This paper describes the use of survival analysis to develop four models of survival for a fictional 10,000 water pipe dataset using the statistics software program, R. There are many statistical packages available to perform survival analysis, but R has been chosen because it is available free of charge, is powerful and widely used in research.
Survival analysis of water pipelines
Non-parametric analysis: Kaplan-Meier survival curve
The most widely used non-parametric model of survival function is the Kaplan-Meier curve. Figure 1 shows the Kaplan-Meier curve for a fictional 10,000 pipe dataset. This empirically derived curve can be used to estimate the probability of a newly laid pipeline surviving until a certain age.

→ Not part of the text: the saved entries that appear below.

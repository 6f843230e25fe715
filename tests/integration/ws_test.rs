//! Integration tests for the WebSocket protocol over a real socket.

mod helpers;

use std::net::SocketAddr;
use std::time::Duration;

use chrono::Utc;
use futures::{SinkExt, StreamExt};
use jsonwebtoken::{EncodingKey, Header, encode};
use serde_json::{Value, json};
use tokio::net::TcpStream;
use tokio_tungstenite::tungstenite::Message;
use tokio_tungstenite::{MaybeTlsStream, WebSocketStream, connect_async};

use helpers::{TEST_JWT_SECRET, TestApp};

type Socket = WebSocketStream<MaybeTlsStream<TcpStream>>;

fn token_for(subject: &str) -> String {
    let now = Utc::now().timestamp();
    encode(
        &Header::default(),
        &json!({ "sub": subject, "iat": now, "exp": now + 600 }),
        &EncodingKey::from_secret(TEST_JWT_SECRET.as_bytes()),
    )
    .unwrap()
}

async fn connect(addr: SocketAddr, token: Option<&str>) -> Socket {
    let url = match token {
        Some(token) => format!("ws://{addr}/ws?token={token}"),
        None => format!("ws://{addr}/ws"),
    };
    let (socket, _) = connect_async(url).await.unwrap();
    socket
}

async fn send(socket: &mut Socket, frame: Value) {
    socket
        .send(Message::Text(frame.to_string().into()))
        .await
        .unwrap();
}

/// Next JSON frame, skipping server pings.
async fn recv(socket: &mut Socket) -> Value {
    loop {
        let message = tokio::time::timeout(Duration::from_secs(5), socket.next())
            .await
            .expect("Timed out waiting for a frame")
            .expect("Socket closed")
            .unwrap();
        if let Message::Text(text) = message {
            let frame: Value = serde_json::from_str(text.as_str()).unwrap();
            if frame["type"] != "ping" {
                return frame;
            }
        }
    }
}

async fn recv_type(socket: &mut Socket, kind: &str) -> Value {
    let frame = recv(socket).await;
    assert_eq!(frame["type"], kind, "unexpected frame: {frame}");
    frame
}

#[tokio::test]
async fn test_jam_round_trip_over_websocket() {
    let addr = TestApp::new().spawn().await;
    let mut host = connect(addr, None).await;
    let mut guest = connect(addr, None).await;
    recv_type(&mut host, "connected").await;
    recv_type(&mut guest, "connected").await;

    send(
        &mut host,
        json!({"type": "create_session", "name": "Friday Mix", "nickname": "Host"}),
    )
    .await;
    let created = recv_type(&mut host, "session_created").await;
    let code = created["jam_code"].as_str().unwrap().to_string();
    assert!(created["shareable_link"].as_str().unwrap().ends_with(&code));

    send(
        &mut guest,
        json!({"type": "join_session", "jam_code": code, "nickname": "Guest"}),
    )
    .await;
    let joined = recv_type(&mut guest, "session_join_success").await;
    assert_eq!(joined["jam"]["code"], code.as_str());
    recv_type(&mut host, "members_changed").await;

    send(
        &mut host,
        json!({
            "type": "add_track",
            "jam_code": code,
            "track": {"title": "Song A", "source": {"kind": "youtube", "video_id": "abc"}}
        }),
    )
    .await;
    let update = recv_type(&mut guest, "playlist_updated").await;
    assert_eq!(update["playlist"][0]["title"], "Song A");
    recv_type(&mut host, "playlist_updated").await;

    send(
        &mut host,
        json!({
            "type": "sync_playback_state",
            "jam_code": code,
            "track_index": 0,
            "position": 12.5,
            "is_playing": true
        }),
    )
    .await;
    let update = recv_type(&mut guest, "playback_state_updated").await;
    assert_eq!(update["playback"]["current_position_seconds"], 12.5);
    assert_eq!(update["playback"]["is_playing"], true);

    send(&mut guest, json!({"type": "get_state", "jam_code": code})).await;
    let state = recv_type(&mut guest, "jam_state").await;
    assert_eq!(state["jam"]["playlist"].as_array().unwrap().len(), 1);

    send(&mut host, json!({"type": "leave_session", "jam_code": code})).await;
    let ended = recv_type(&mut guest, "session_ended").await;
    assert_eq!(ended["reason"], "host_left");
}

#[tokio::test]
async fn test_guest_command_rejected_with_error_frame() {
    let addr = TestApp::new().spawn().await;
    let mut host = connect(addr, None).await;
    let mut guest = connect(addr, None).await;
    recv_type(&mut host, "connected").await;
    recv_type(&mut guest, "connected").await;

    send(
        &mut host,
        json!({"type": "create_session", "name": "Mix", "nickname": "Host"}),
    )
    .await;
    let code = recv_type(&mut host, "session_created").await["jam_code"].clone();
    send(
        &mut guest,
        json!({"type": "join_session", "jam_code": code, "nickname": "Guest"}),
    )
    .await;
    recv_type(&mut guest, "session_join_success").await;
    recv_type(&mut host, "members_changed").await;

    send(
        &mut guest,
        json!({"type": "pause_playback", "jam_code": code, "position": 3.0}),
    )
    .await;
    let error = recv_type(&mut guest, "error").await;
    assert_eq!(error["code"], "FORBIDDEN");

    send(&mut guest, json!({"type": "no_such_command"})).await;
    let error = recv_type(&mut guest, "error").await;
    assert_eq!(error["code"], "INVALID_ARGUMENT");
}

#[tokio::test]
async fn test_closing_host_socket_ends_jam() {
    let addr = TestApp::new().spawn().await;
    let mut host = connect(addr, None).await;
    let mut guest = connect(addr, None).await;
    recv_type(&mut host, "connected").await;
    recv_type(&mut guest, "connected").await;

    send(
        &mut host,
        json!({"type": "create_session", "name": "Mix", "nickname": "Host"}),
    )
    .await;
    let code = recv_type(&mut host, "session_created").await["jam_code"].clone();
    send(
        &mut guest,
        json!({"type": "join_session", "jam_code": code, "nickname": "Guest"}),
    )
    .await;
    recv_type(&mut guest, "session_join_success").await;

    host.close(None).await.unwrap();

    let ended = recv_type(&mut guest, "session_ended").await;
    assert_eq!(ended["reason"], "host_disconnected");
}

#[tokio::test]
async fn test_authenticated_identity_comes_from_token() {
    let addr = TestApp::with_auth().spawn().await;
    let mut socket = connect(addr, Some(&token_for("user-42"))).await;

    let connected = recv_type(&mut socket, "connected").await;
    assert_eq!(connected["identity"], "user-42");
}

#[tokio::test]
async fn test_bad_token_is_refused() {
    let addr = TestApp::with_auth().spawn().await;

    let result = connect_async(format!("ws://{addr}/ws?token=garbage")).await;
    assert!(result.is_err());
}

The hazard rate for the pipes dataset is shown in Figure 2. The hazard rate refers to the instantaneous probability of failure of a water main. The hazard rate for water pipelines is increasing with age because older pipelines are more likely to fail than newer pipelines. The graph shows a probability of pipe failure of 0.03% at age 65 rising to 0.55% at age 134. The graph shows a noticeable sudden increase in hazard rate (i.e. pipe failure rate) after age 80.
Parametric models: Weibull curve
Non-parametric models such as Kaplan-Meier are suitable for survival analysis because of their flexibility, however a parametric model allows the use of standard likelihood theory for parameter estimation and inference.
Various parametric models are used in survival analysis including exponential, Weibull and log normal, however the Weibull distribution with an increasing hazard rate has been found to be the preferred parametric model for pipeline failure because the hazard rate (probability of failure per year) increases over time.
Figure 3 shows a Weibull curve fitted to the Kaplan-Meier survival curve for the pipe data. The graph also shows the cumulative hazard curve which is the complement of the survival curve. The hazard curve for the fitted data is shown in Figure 4.
Cox proportional hazards model
A third model available is the semi-parametric Cox proportional hazards model which can determine if a covariate has a statistically significant impact on survival. The Cox proportional hazards model also provides an estimate of the ratio of hazard rates between covariates.
A covariate is a characteristic of the pipe that has a statistically significant impact on survival rate.
Figure 5 shows the hazard rates from a Cox proportional hazards model showing the effect of pipe material. The graph shows the difference in hazard rate for each pipe material, with material Mat_E performing worse.
For a Cox proportional hazards model to be valid, the proportional hazards assumption must be confirmed. As the name suggests the hazard rates determined by the Cox model must be proportional. Methods to confirm the validity of the Cox proportional hazards assumption are Schoenfeld residuals, visual inspection of Kaplan-Meier survival curves, or visual inspection of log cumulative hazard curves.
Artificial intelligence algorithms such as decision trees and neural networks (deep learning) have been used for survival analysis. If the Cox proportional hazards assumption is not valid, or the Cox model is limited by low statistical power, or there are several predictors and a small sample size, then machine learning algorithms can be used for survival analysis. As research continues it can be expected that machine learning techniques will be utilised more in survival analysis.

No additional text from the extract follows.